In my previous article, I wrote about incident management (IM), an important component of site reliability engineering. In this article, I focus on change management (CM). Why is there a need to manage change? Why not simply just have a free-for-all where anyone can make a change at any time?
There are three tenets of effective CM. This gives you a forecast framework for your CM strategy:
- Rolling out changes progressively: There's a difference between progressive rollouts in which you deploy changes in stages, and doing it all at once. You get to find out that even though progressive change may look good on paper,there are pitfalls to avoid.
- Detecting problems with changes: Monitoring is extremely critical for your CM to work. I discuss and look at examples of how to setup effective monitoring to ensure that you can detect problems and make changes as quickly as possible.
- Rollback procedures: How can you effectively rollback when things go wrong?
Why manage change?
It's estimated that 75% of production outages are due to changes. Scheduled and approved changes that we all perform. This number is staggering and only requires you to get on top of CM to ensure that everything is in order before the change is attempted. The primary reason for these staggering numbers is that there are inherent problems with changes.
Infrastructure and platforms are rapidly evolving. Not so long ago, infrastructure was not as complex, and it was easy to manage. For example an organization could have a few servers, where they ran an application server, web-servers, and database servers.
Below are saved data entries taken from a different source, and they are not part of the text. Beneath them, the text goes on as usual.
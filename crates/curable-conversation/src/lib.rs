//! One conversational turn against the hosted assistant: thread resolution,
//! first-turn context seeding, bounded run polling or streaming, and cleanup.

pub mod cleanup;
pub mod driver;
pub mod error;
pub mod polling;
pub mod resolver;

pub use cleanup::{CleanupOutcome, CleanupService};
pub use driver::{ChatReply, ConversationDriver, ReplyStream, NO_RESPONSE};
pub use error::{ConversationError, Result};
pub use polling::{wait_for_run, PollConfig};
pub use resolver::ThreadResolver;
But lately the infrastructure and platform are as complex as ever.
It is impossible to analyze every interconnection and dependency after the fact caused by the numerous sub-systems involved. For instance an application owner may not even know a dependency of an external service until it actually breaks. Even if the application team is aware of the dependency, they may not know all of the intricacies and all the different ways the remote service will respond due to their change.
You cannot possibly test for unknown scenarios. This goes back to the complexity of the current infrastructure and platforms. It will be cost prohibitive in terms of the time you spend to test each and every scenario before you actually apply a change. Whenever you make a change in your existing production environment, whether it's a configuration change or a code change, the truth is that, you are at high risk of creating an outage. So how do we handle this problem? Let's take a peek at the three tenets of an effective CM system.
3 tenets of an effective change management system for SREs
Automation is the foundational aspect of effective CM. Automation flows across the entire process of CM. This involves a few things:
- Progressive rollouts: Instead of doing one big change, the progressive rollouts mechanism allows you to implement change in stages, thereby reducing the impact to the user-base if something goes wrong. This attribute is critical especially if your user-base is large, for instance – web-scale companies.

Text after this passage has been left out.